(Stored data entries)
☆ ☆ ☆ ☆ ☆ ☆ ☆

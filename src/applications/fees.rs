//! Per-country fee schedule and the fee calculator.
//!
//! The schedule is a static lookup table; the calculator is a pure function
//! of the schedule entry and the applicant count.

use bigdecimal::BigDecimal;

/// Fee schedule entry for one passport country
#[derive(Debug, Clone, Copy, PartialEq, Eq)]
pub struct FeeEntry {
    pub country: &'static str,
    pub visa_fee: i64,
    pub service_fee: i64,
    pub currency: &'static str,
}

/// Passport countries currently accepted, with their fees.
const FEE_SCHEDULE: &[FeeEntry] = &[
    FeeEntry { country: "NG", visa_fee: 49, service_fee: 35, currency: "USD" },
    FeeEntry { country: "GH", visa_fee: 49, service_fee: 35, currency: "USD" },
    FeeEntry { country: "KE", visa_fee: 52, service_fee: 35, currency: "USD" },
    FeeEntry { country: "ZA", visa_fee: 44, service_fee: 35, currency: "USD" },
    FeeEntry { country: "EG", visa_fee: 49, service_fee: 35, currency: "USD" },
    FeeEntry { country: "IN", visa_fee: 59, service_fee: 35, currency: "USD" },
    FeeEntry { country: "PK", visa_fee: 59, service_fee: 35, currency: "USD" },
    FeeEntry { country: "BD", visa_fee: 59, service_fee: 35, currency: "USD" },
    FeeEntry { country: "PH", visa_fee: 49, service_fee: 35, currency: "USD" },
    FeeEntry { country: "VN", visa_fee: 49, service_fee: 35, currency: "USD" },
];

/// Look up the fee entry for a passport country, case-insensitively.
pub fn lookup(country: &str) -> Option<&'static FeeEntry> {
    let needle = country.trim().to_uppercase();
    FEE_SCHEDULE.iter().find(|entry| entry.country == needle)
}

pub fn is_supported(country: &str) -> bool {
    lookup(country).is_some()
}

/// Total fee for an application:
/// `(visa_fee + service_fee) × (1 + additional_applicant_count)`.
pub fn total_fee(
    visa_fee: &BigDecimal,
    service_fee: &BigDecimal,
    additional_applicants: usize,
) -> BigDecimal {
    let applicants = BigDecimal::from(1 + additional_applicants as u64);
    (visa_fee + service_fee) * applicants
}

#[cfg(test)]
mod tests {
    use super::*;

    #[test]
    fn supported_countries_resolve_case_insensitively() {
        assert!(is_supported("NG"));
        assert!(is_supported("ng"));
        assert!(is_supported(" ke "));
        assert!(!is_supported("XX"));
    }

    #[test]
    fn fee_formula_matches_reference_case() {
        // visaFee=49, serviceFee=35, 2 additional applicants -> 252
        let total = total_fee(&BigDecimal::from(49), &BigDecimal::from(35), 2);
        assert_eq!(total, BigDecimal::from(252));
    }

    #[test]
    fn single_applicant_pays_base_fee() {
        let total = total_fee(&BigDecimal::from(49), &BigDecimal::from(35), 0);
        assert_eq!(total, BigDecimal::from(84));
    }

    #[test]
    fn schedule_lookup_returns_fees() {
        let entry = lookup("NG").expect("NG should be in the schedule");
        assert_eq!(entry.visa_fee, 49);
        assert_eq!(entry.service_fee, 35);
        assert_eq!(entry.currency, "USD");
    }
}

☆ ☆ ☆ ☆ ☆ ☆ ☆

= About this task =
Output exactly the lines from the one containing "assert_eq!(total, BigDecimal::from(84));" through the last line of the records, both included. Output nothing else.

= Expected answer =
        assert_eq!(total, BigDecimal::from(84));
    }

    #[test]
    fn schedule_lookup_returns_fees() {
        let entry = lookup("NG").expect("NG should be in the schedule");
        assert_eq!(entry.visa_fee, 49);
        assert_eq!(entry.service_fee, 35);
        assert_eq!(entry.currency, "USD");
    }
}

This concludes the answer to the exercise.